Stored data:
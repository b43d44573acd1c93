//! Text helpers used by command matching.

/// Shell-like argument splitting.
///
/// Whitespace separates arguments; single and double quotes group words;
/// inside double quotes a backslash escapes the next character. An
/// unterminated quote runs to the end of the input.
pub fn shell_split(input: &str) -> Vec<String> {
    let mut args = Vec::new();
    let mut current = String::new();
    let mut quoted = false;
    let mut in_single = false;
    let mut in_double = false;
    let mut escaped = false;

    for ch in input.chars() {
        if escaped {
            current.push(ch);
            escaped = false;
            continue;
        }

        match ch {
            '\\' if in_double => escaped = true,
            '\'' if !in_double => {
                in_single = !in_single;
                quoted = true;
            }
            '"' if !in_single => {
                in_double = !in_double;
                quoted = true;
            }
            c if c.is_whitespace() && !in_single && !in_double => {
                if !current.is_empty() || quoted {
                    args.push(std::mem::take(&mut current));
                }
                quoted = false;
            }
            c => current.push(c),
        }
    }

    if !current.is_empty() || quoted {
        args.push(current);
    }

    args
}

/// Strips `prefix` from the start of `text`, comparing case-insensitively.
///
/// Works per character so multi-byte text never splits inside a code point.
pub fn strip_prefix_ignore_case<'t>(text: &'t str, prefix: &str) -> Option<&'t str> {
    let mut chars = text.char_indices();
    let mut end = 0;

    for p in prefix.chars() {
        let (i, c) = chars.next()?;
        if !chars_eq_ignore_case(c, p) {
            return None;
        }
        end = i + c.len_utf8();
    }

    Some(&text[end..])
}

fn chars_eq_ignore_case(a: char, b: char) -> bool {
    a == b || a.to_lowercase().eq(b.to_lowercase())
}

#[cfg(test)]
mod tests {
    use super::*;

    #[test]
    fn test_shell_split_simple() {
        assert_eq!(shell_split("hello  world"), vec!["hello", "world"]);
    }

    #[test]
    fn test_shell_split_quotes() {
        assert_eq!(
            shell_split(r#"say "hello world" 'it''s'"#),
            vec!["say", "hello world", "its"]
        );
        assert_eq!(shell_split(r#""a \"b\"""#), vec![r#"a "b""#]);
    }

    #[test]
    fn test_shell_split_empty_quoted_argument() {
        assert_eq!(shell_split(r#"set name """#), vec!["set", "name", ""]);
    }

    #[test]
    fn test_shell_split_blank() {
        assert!(shell_split("").is_empty());
        assert!(shell_split(" \t\n ").is_empty());
    }

    #[test]
    fn test_strip_prefix_ignore_case() {
        assert_eq!(strip_prefix_ignore_case("/Weather Paris", "/weather"), Some(" Paris"));
        assert_eq!(strip_prefix_ignore_case("/abc d", "/ab"), Some("c d"));
        assert_eq!(strip_prefix_ignore_case("/a", "/ab"), None);
        assert_eq!(strip_prefix_ignore_case("签到 今天", "签到"), Some(" 今天"));
        assert_eq!(strip_prefix_ignore_case("ÉTÉ", "été"), Some(""));
    }
}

* _Task requirements_
Return every line above in which the string "args" occurs.

* _Answer area_
    let mut args = Vec::new();
                    args.push(std::mem::take(&mut current));
        args.push(current);
    args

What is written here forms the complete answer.